//! # Voxel Types
//!
//! The output unit of the engine and the key it is deduplicated by.
//!
//! ## Quantization
//!
//! Continuous coordinates are snapped to the lattice with round-half-up:
//! `0.5 -> 1`, `-0.5 -> 0`, `-1.5 -> -1`. [`quantize`] is the only place this
//! rule lives; every writer goes through it.

use std::fmt;

use bytemuck::{Pod, Zeroable};
use serde::{Deserialize, Serialize};

/// Opaque color identifier, conventionally `0xRRGGBB`.
///
/// The engine never interprets it; it is carried through unchanged.
#[repr(transparent)]
#[derive(
    Clone, Copy, Debug, Default, PartialEq, Eq, PartialOrd, Ord, Hash, Pod, Zeroable, Serialize,
    Deserialize,
)]
#[serde(transparent)]
pub struct Color(pub u32);

impl Color {
    /// Builds a color from 8-bit channels.
    #[inline]
    #[must_use]
    pub const fn from_rgb(r: u8, g: u8, b: u8) -> Self {
        Self(((r as u32) << 16) | ((g as u32) << 8) | b as u32)
    }

    /// Returns the raw value.
    #[inline]
    #[must_use]
    pub const fn value(self) -> u32 {
        self.0
    }

    /// Returns the `(r, g, b)` channels.
    #[inline]
    #[must_use]
    pub const fn rgb(self) -> (u8, u8, u8) {
        (
            ((self.0 >> 16) & 0xFF) as u8,
            ((self.0 >> 8) & 0xFF) as u8,
            (self.0 & 0xFF) as u8,
        )
    }
}

impl From<u32> for Color {
    #[inline]
    fn from(value: u32) -> Self {
        Self(value)
    }
}

impl fmt::Display for Color {
    fn fmt(&self, f: &mut fmt::Formatter<'_>) -> fmt::Result {
        write!(f, "#{:06X}", self.0)
    }
}

/// Rounds a continuous coordinate to its lattice cell.
///
/// Ties round toward positive infinity. Returns `None` for NaN and infinite
/// input, and for values whose cell falls outside the `i32` range.
#[inline]
#[must_use]
pub fn quantize(value: f64) -> Option<i32> {
    if !value.is_finite() {
        return None;
    }
    let floor = value.floor();
    // Exact for every finite double.
    let rounded = if value - floor >= 0.5 { floor + 1.0 } else { floor };
    lattice_coord(rounded)
}

/// Converts an integral `f64` to a lattice coordinate, rejecting anything
/// `i32` cannot hold.
#[inline]
#[must_use]
#[allow(clippy::cast_possible_truncation)]
pub(crate) fn lattice_coord(integral: f64) -> Option<i32> {
    if (f64::from(i32::MIN)..=f64::from(i32::MAX)).contains(&integral) {
        Some(integral as i32)
    } else {
        None
    }
}

/// Canonical integer coordinate of a lattice cell.
#[derive(Clone, Copy, Debug, Default, PartialEq, Eq, PartialOrd, Ord, Hash)]
pub struct VoxelKey {
    /// X coordinate.
    pub x: i32,
    /// Y coordinate (vertical).
    pub y: i32,
    /// Z coordinate.
    pub z: i32,
}

impl VoxelKey {
    /// Creates a key from lattice coordinates.
    #[inline]
    #[must_use]
    pub const fn new(x: i32, y: i32, z: i32) -> Self {
        Self { x, y, z }
    }

    /// Quantizes a continuous position.
    ///
    /// Returns `None` if any axis is NaN or infinite.
    #[inline]
    #[must_use]
    pub fn quantize(x: f64, y: f64, z: f64) -> Option<Self> {
        Some(Self::new(quantize(x)?, quantize(y)?, quantize(z)?))
    }
}

impl From<[i32; 3]> for VoxelKey {
    #[inline]
    fn from([x, y, z]: [i32; 3]) -> Self {
        Self::new(x, y, z)
    }
}

/// A colored lattice cell: the unit of engine output.
///
/// `#[repr(C)]` and `Pod`, so a flattened model can be viewed as bytes.
#[repr(C)]
#[derive(Clone, Copy, Debug, Default, PartialEq, Eq, Hash, Pod, Zeroable)]
pub struct Voxel {
    /// X coordinate.
    pub x: i32,
    /// Y coordinate (vertical).
    pub y: i32,
    /// Z coordinate.
    pub z: i32,
    /// Opaque color.
    pub color: Color,
}

impl Voxel {
    /// Creates a voxel.
    #[inline]
    #[must_use]
    pub const fn new(x: i32, y: i32, z: i32, color: Color) -> Self {
        Self { x, y, z, color }
    }

    /// Creates a voxel at a key.
    #[inline]
    #[must_use]
    pub const fn at(key: VoxelKey, color: Color) -> Self {
        Self::new(key.x, key.y, key.z, color)
    }

    /// Returns the cell this voxel occupies.
    #[inline]
    #[must_use]
    pub const fn key(self) -> VoxelKey {
        VoxelKey::new(self.x, self.y, self.z)
    }
}

#[cfg(test)]
mod tests {
    use super::*;

    #[test]
    fn test_quantize_rounds_half_up() {
        assert_eq!(quantize(0.4), Some(0));
        assert_eq!(quantize(0.5), Some(1));
        assert_eq!(quantize(-0.5), Some(0));
        assert_eq!(quantize(-0.51), Some(-1));
        assert_eq!(quantize(-1.5), Some(-1));
        assert_eq!(quantize(2.5), Some(3));
        assert_eq!(quantize(7.0), Some(7));
    }

    #[test]
    fn test_quantize_just_below_half() {
        // floor(x + 0.5) would round this up
        assert_eq!(quantize(0.499_999_999_999_999_94), Some(0));
    }

    #[test]
    fn test_quantize_rejects_non_finite() {
        assert_eq!(quantize(f64::NAN), None);
        assert_eq!(quantize(f64::INFINITY), None);
        assert_eq!(quantize(f64::NEG_INFINITY), None);
        assert_eq!(VoxelKey::quantize(0.0, f64::NAN, 0.0), None);
    }

    #[test]
    fn test_quantize_rejects_out_of_range() {
        assert_eq!(quantize(1e12), None);
        assert_eq!(quantize(-1e12), None);
        assert_eq!(quantize(3e9), None);
        assert_eq!(VoxelKey::quantize(0.0, 0.0, -4e9), None);
    }

    #[test]
    fn test_quantize_range_edges() {
        assert_eq!(quantize(2_147_483_647.4), Some(i32::MAX));
        assert_eq!(quantize(2_147_483_647.5), None);
        assert_eq!(quantize(-2_147_483_648.5), Some(i32::MIN));
        assert_eq!(quantize(-2_147_483_648.6), None);
    }

    #[test]
    fn test_key_quantize_matches_integer_key() {
        assert_eq!(
            VoxelKey::quantize(0.4, 0.5, -0.5),
            Some(VoxelKey::new(0, 1, 0))
        );
    }

    #[test]
    fn test_color_channels() {
        let color = Color::from_rgb(0x12, 0x34, 0x56);
        assert_eq!(color, Color(0x0012_3456));
        assert_eq!(color.rgb(), (0x12, 0x34, 0x56));
        assert_eq!(color.to_string(), "#123456");
    }

    #[test]
    fn test_voxel_is_pod() {
        let voxels = [Voxel::new(1, 2, 3, Color(4)), Voxel::new(-1, 0, 1, Color(5))];
        let bytes: &[u8] = bytemuck::cast_slice(&voxels);
        assert_eq!(bytes.len(), 2 * std::mem::size_of::<Voxel>());
        assert_eq!(std::mem::size_of::<Voxel>(), 16);
    }
}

-=-=-=-=-

### TASK OBJECTIVE:
Find and show each line of the listing with the word "Option".

### OUTPUT FOR THIS EXERCISE:
pub fn quantize(value: f64) -> Option<i32> {
pub(crate) fn lattice_coord(integral: f64) -> Option<i32> {
    pub fn quantize(x: f64, y: f64, z: f64) -> Option<Self> {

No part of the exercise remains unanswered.